Otamatea High School
Otamatea High School

 

Universities, Polytechnics and other Tertiary Education Providers

Universities

Universities are "places of higher learning". A student has to finish secondary education (high school) and gain university entrance grades. to study at a university. People go to universities to gain a Bachelors degree and then perhaps go on to gain higher degrees, the highest being a doctoral degree. People who have gained a degree are called graduates.


Polytechnics

Polytechnics focus more on career preparation. It is also for people who have finished secondary education (high school), although you can go into courses often without gaining university entrance degrees and even with NCEA level 2. Polytechnics award diplomas on NCEA levels 5 to 7 and certificates on level 3 and 4. Examples are NorthTec, Unitec, Manukau Institute of Technology and others further away.


Other tertiary education providers

These places usually focus on a specific career area, such as MAINZ (Music and Audio Institute of New Zealand); Whitecliffe, who focuses on all fine arts and also fashion; Serville, a hairdressing and beauty school; NZ Welding School, Auckland Seafood School, QRC in Paihia on Hospitality and Tourism, and many more.

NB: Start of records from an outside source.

mod common;

use axum::{
    Json,
    extract::{Path, Query, State},
    http::StatusCode,
};
use common::{MemoryRepo, as_requester, seed_content, seed_content_full, seed_user, test_state};
use content_portal::{
    error::ApiError,
    handlers,
    models::{CreateContentRequest, UpdateContentRequest},
    query::ContentQuery,
};
use std::sync::Arc;
use std::time::Duration;

fn query(search: Option<&str>, page: Option<u32>) -> Query<ContentQuery> {
    Query(ContentQuery {
        search: search.map(str::to_string),
        page,
    })
}

// --- CRUD round trips ---

#[tokio::test]
async fn test_create_then_get_round_trip() {
    let repo = Arc::new(MemoryRepo::new());
    let author = seed_user(&repo, "author@example.com", false).await;
    let (state, _) = test_state(repo);

    let payload = CreateContentRequest {
        title: "Rust Primer".to_string(),
        body: "An introduction to ownership and borrowing.".to_string(),
        summary: "Intro to Rust".to_string(),
        categories: "rust, systems".to_string(),
        document: None,
    };

    let (status, Json(created)) = handlers::create_content(
        as_requester(&author),
        State(state.clone()),
        Json(payload.clone()),
    )
    .await
    .unwrap();
    assert_eq!(status, StatusCode::CREATED);
    // Author is taken from the requester, never from the payload.
    assert_eq!(created.author_id, author.id);

    let Json(fetched) =
        handlers::get_content_detail(as_requester(&author), State(state), Path(created.id))
            .await
            .unwrap();

    assert_eq!(fetched.id, created.id);
    assert_eq!(fetched.title, payload.title);
    assert_eq!(fetched.body, payload.body);
    assert_eq!(fetched.summary, payload.summary);
    assert_eq!(fetched.categories, payload.categories);
    assert_eq!(fetched.document, None);
}

#[tokio::test]
async fn test_partial_update_preserves_unspecified_fields() {
    let repo = Arc::new(MemoryRepo::new());
    let author = seed_user(&repo, "author@example.com", false).await;
    let created = seed_content_full(
        &repo,
        &author,
        "Original",
        "Original body.",
        "Original summary",
        "a, b",
        None,
    )
    .await;
    let (state, _) = test_state(repo);

    // Make sure the refreshed timestamp is observably later.
    tokio::time::sleep(Duration::from_millis(5)).await;

    let Json(updated) = handlers::update_content(
        as_requester(&author),
        State(state),
        Path(created.id),
        Json(UpdateContentRequest {
            title: Some("X".to_string()),
            ..Default::default()
        }),
    )
    .await
    .unwrap();

    assert_eq!(updated.title, "X");
    assert_eq!(updated.body, created.body);
    assert_eq!(updated.summary, created.summary);
    assert_eq!(updated.categories, created.categories);
    assert_eq!(updated.document, created.document);
    assert!(updated.updated_at > created.updated_at);
    assert_eq!(updated.created_at, created.created_at);
}

#[tokio::test]
async fn test_delete_removes_row_and_stored_document() {
    let repo = Arc::new(MemoryRepo::new());
    let author = seed_user(&repo, "author@example.com", false).await;
    let created = seed_content_full(
        &repo,
        &author,
        "With doc",
        "Body.",
        "Summary",
        "docs",
        Some("documents/abc.pdf"),
    )
    .await;
    let (state, storage) = test_state(repo);

    let status =
        handlers::delete_content(as_requester(&author), State(state.clone()), Path(created.id))
            .await
            .unwrap();
    assert_eq!(status, StatusCode::NO_CONTENT);

    // The post-delete hook removed the stored file.
    assert_eq!(storage.deleted(), vec!["documents/abc.pdf".to_string()]);

    // And the row is gone.
    let err = handlers::get_content_detail(as_requester(&author), State(state), Path(created.id))
        .await
        .unwrap_err();
    assert_eq!(err.status(), StatusCode::NOT_FOUND);
}

// --- Ownership and the collapsed 404 ---

#[tokio::test]
async fn test_update_nonowned_matches_missing() {
    let repo = Arc::new(MemoryRepo::new());
    let owner = seed_user(&repo, "owner@example.com", false).await;
    let intruder = seed_user(&repo, "intruder@example.com", false).await;
    let theirs = seed_content(&repo, &owner, "Theirs").await;
    let (state, _) = test_state(repo);

    let update = UpdateContentRequest {
        title: Some("Hijack".to_string()),
        ..Default::default()
    };

    let on_foreign = handlers::update_content(
        as_requester(&intruder),
        State(state.clone()),
        Path(theirs.id),
        Json(update.clone()),
    )
    .await
    .unwrap_err();

    let on_missing = handlers::update_content(
        as_requester(&intruder),
        State(state),
        Path(9999),
        Json(update),
    )
    .await
    .unwrap_err();

    // Unauthorized and nonexistent must be indistinguishable.
    assert_eq!(on_foreign.status(), StatusCode::NOT_FOUND);
    assert_eq!(on_missing.status(), StatusCode::NOT_FOUND);
}

#[tokio::test]
async fn test_delete_nonowned_matches_missing() {
    let repo = Arc::new(MemoryRepo::new());
    let owner = seed_user(&repo, "owner@example.com", false).await;
    let intruder = seed_user(&repo, "intruder@example.com", false).await;
    let theirs = seed_content(&repo, &owner, "Theirs").await;
    let (state, _) = test_state(repo.clone());

    let on_foreign =
        handlers::delete_content(as_requester(&intruder), State(state.clone()), Path(theirs.id))
            .await
            .unwrap_err();
    let on_missing = handlers::delete_content(as_requester(&intruder), State(state), Path(9999))
        .await
        .unwrap_err();

    assert_eq!(on_foreign.status(), StatusCode::NOT_FOUND);
    assert_eq!(on_missing.status(), StatusCode::NOT_FOUND);
    // The foreign row survived the attempt.
    assert_eq!(repo.contents.lock().unwrap().len(), 1);
}

#[tokio::test]
async fn test_staff_can_read_and_modify_foreign_content() {
    let repo = Arc::new(MemoryRepo::new());
    let owner = seed_user(&repo, "owner@example.com", false).await;
    let admin = seed_user(&repo, "admin@example.com", true).await;
    let theirs = seed_content(&repo, &owner, "Theirs").await;
    let (state, _) = test_state(repo);

    let Json(fetched) =
        handlers::get_content_detail(as_requester(&admin), State(state.clone()), Path(theirs.id))
            .await
            .unwrap();
    assert_eq!(fetched.id, theirs.id);

    let status = handlers::delete_content(as_requester(&admin), State(state), Path(theirs.id))
        .await
        .unwrap();
    assert_eq!(status, StatusCode::NO_CONTENT);
}

// --- Visibility in list and search ---

#[tokio::test]
async fn test_list_never_shows_foreign_content() {
    let repo = Arc::new(MemoryRepo::new());
    let alice = seed_user(&repo, "alice@example.com", false).await;
    let bob = seed_user(&repo, "bob@example.com", false).await;
    seed_content(&repo, &alice, "Alice post").await;
    let bobs = seed_content(&repo, &bob, "Bob post").await;
    let (state, _) = test_state(repo);

    let Json(page) = handlers::list_content(
        as_requester(&alice),
        State(state.clone()),
        query(None, None),
    )
    .await
    .unwrap();
    assert_eq!(page.count, 1);
    assert!(page.results.iter().all(|c| c.author_id == alice.id));

    // Searching for the other user's title must not surface it either.
    let Json(page) = handlers::list_content(
        as_requester(&alice),
        State(state),
        query(Some("Bob post"), None),
    )
    .await
    .unwrap();
    assert_eq!(page.count, 0);
    assert!(page.results.iter().all(|c| c.id != bobs.id));
}

#[tokio::test]
async fn test_staff_list_sees_everything() {
    let repo = Arc::new(MemoryRepo::new());
    let alice = seed_user(&repo, "alice@example.com", false).await;
    let bob = seed_user(&repo, "bob@example.com", false).await;
    let admin = seed_user(&repo, "admin@example.com", true).await;
    seed_content(&repo, &alice, "Alice post").await;
    seed_content(&repo, &bob, "Bob post").await;
    let (state, _) = test_state(repo);

    let Json(page) = handlers::list_content(as_requester(&admin), State(state), query(None, None))
        .await
        .unwrap();
    assert_eq!(page.count, 2);
    assert_eq!(page.results.len(), 2);
}

#[tokio::test]
async fn test_search_matches_categories_case_insensitively() {
    let repo = Arc::new(MemoryRepo::new());
    let author = seed_user(&repo, "author@example.com", false).await;
    seed_content_full(&repo, &author, "Tagged", "Body.", "Summary", "A, B", None).await;
    let (state, _) = test_state(repo);

    let Json(hit) = handlers::list_content(
        as_requester(&author),
        State(state.clone()),
        query(Some("a"), None),
    )
    .await
    .unwrap();
    assert_eq!(hit.count, 1);

    let Json(miss) =
        handlers::list_content(as_requester(&author), State(state), query(Some("Z"), None))
            .await
            .unwrap();
    assert_eq!(miss.count, 0);
    assert!(miss.results.is_empty());
}

#[tokio::test]
async fn test_search_term_with_wildcard_characters_matches_literally() {
    let repo = Arc::new(MemoryRepo::new());
    let author = seed_user(&repo, "author@example.com", false).await;
    seed_content_full(&repo, &author, "Sale", "Save 50% today.", "Deal", "shop", None).await;
    seed_content_full(&repo, &author, "Songs", "50 ways to leave.", "List", "music", None).await;
    let (state, _) = test_state(repo);

    // "50%" is a literal substring of the first row only; the '%' must not
    // act as a wildcard and pull in the second.
    let Json(page) = handlers::list_content(
        as_requester(&author),
        State(state),
        query(Some("50%"), None),
    )
    .await
    .unwrap();
    assert_eq!(page.count, 1);
    assert_eq!(page.results[0].title, "Sale");
}

#[tokio::test]
async fn test_blank_search_is_no_filter() {
    let repo = Arc::new(MemoryRepo::new());
    let author = seed_user(&repo, "author@example.com", false).await;
    seed_content(&repo, &author, "One").await;
    seed_content(&repo, &author, "Two").await;
    let (state, _) = test_state(repo);

    let Json(page) = handlers::list_content(
        as_requester(&author),
        State(state),
        query(Some("   "), None),
    )
    .await
    .unwrap();
    assert_eq!(page.count, 2);
}

// --- Pagination ---

#[tokio::test]
async fn test_pagination_windows_and_markers() {
    let repo = Arc::new(MemoryRepo::new());
    let author = seed_user(&repo, "author@example.com", false).await;
    for i in 0..15 {
        seed_content(&repo, &author, &format!("Post {i:02}")).await;
    }
    let (state, _) = test_state(repo);

    let Json(first) = handlers::list_content(
        as_requester(&author),
        State(state.clone()),
        query(None, Some(1)),
    )
    .await
    .unwrap();
    assert_eq!(first.count, 15);
    assert_eq!(first.results.len(), 10);
    assert_eq!(first.next, Some(2));
    assert_eq!(first.previous, None);

    let Json(second) = handlers::list_content(
        as_requester(&author),
        State(state.clone()),
        query(None, Some(2)),
    )
    .await
    .unwrap();
    assert_eq!(second.results.len(), 5);
    assert_eq!(second.next, None);
    assert_eq!(second.previous, Some(1));

    // Pages are contiguous and ordered by id ascending across the boundary.
    let last_of_first = first.results.last().unwrap().id;
    let first_of_second = second.results.first().unwrap().id;
    assert!(first_of_second > last_of_first);
}

#[tokio::test]
async fn test_page_beyond_range_is_empty_not_error() {
    let repo = Arc::new(MemoryRepo::new());
    let author = seed_user(&repo, "author@example.com", false).await;
    seed_content(&repo, &author, "Only one").await;
    let (state, _) = test_state(repo);

    let Json(page) = handlers::list_content(
        as_requester(&author),
        State(state),
        query(None, Some(99)),
    )
    .await
    .unwrap();
    assert_eq!(page.count, 1);
    assert!(page.results.is_empty());
    assert_eq!(page.next, None);
}

// --- Write-path validation ---

#[tokio::test]
async fn test_create_rejects_overlong_title() {
    let repo = Arc::new(MemoryRepo::new());
    let author = seed_user(&repo, "author@example.com", false).await;
    let (state, _) = test_state(repo);

    let err = handlers::create_content(
        as_requester(&author),
        State(state),
        Json(CreateContentRequest {
            title: "t".repeat(31),
            body: "Body.".to_string(),
            summary: "Summary".to_string(),
            categories: "misc".to_string(),
            document: None,
        }),
    )
    .await
    .unwrap_err();

    assert_eq!(err.status(), StatusCode::BAD_REQUEST);
    match err {
        ApiError::Validation(fields) => assert!(fields.contains_key("title")),
        other => panic!("expected validation error, got {other:?}"),
    }
}

#[tokio::test]
async fn test_create_rejects_non_pdf_document() {
    let repo = Arc::new(MemoryRepo::new());
    let author = seed_user(&repo, "author@example.com", false).await;
    let (state, _) = test_state(repo);

    let err = handlers::create_content(
        as_requester(&author),
        State(state),
        Json(CreateContentRequest {
            title: "Doc".to_string(),
            body: "Body.".to_string(),
            summary: "Summary".to_string(),
            categories: "misc".to_string(),
            document: Some("notes.docx".to_string()),
        }),
    )
    .await
    .unwrap_err();

    assert_eq!(err.status(), StatusCode::BAD_REQUEST);
    match err {
        ApiError::Validation(fields) => assert!(fields.contains_key("document")),
        other => panic!("expected validation error, got {other:?}"),
    }
}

Information about all these universities, polytechnics and other tertiary institutions are available in The Hub and displayed in the Library foyer.


University Entrance

You need NCEA Level 3 with 14 credits in each of 3 Approved Subjects and University Entrance Literacy 10 credits - 5 reading 5 writing


Rank score

This is a calculation transferring your Merits and Excellences from NCEA level 3 to points which are then counted up. Some university courses expects you to have at least a certain rank score and others use the rank score to select the students who are allowed into a course. If you have a certain rank score you may have a guaranteed place into some courses at certain universities. Use google and search for the Rank score calculator of the University you are interested in going to.

Degree language

Scholarship - An amount of money some organisation is willing to pay you to help pay for your studies, living expenses

Prerequisites - Something that is required before you can be allowed before you do something else. For instance you need Mathematics for BCom

Major - The subject in your degree that you specialise in and take for all three years. This subject makes up about a third of your degree. An example is a BA majoring in English, a BSc majoring in Ecology, or a BComm majoring in Marketing. In most degrees you can take two majors. In some degrees the majors are preset and you have to take them and in other degrees you have a very wide choice.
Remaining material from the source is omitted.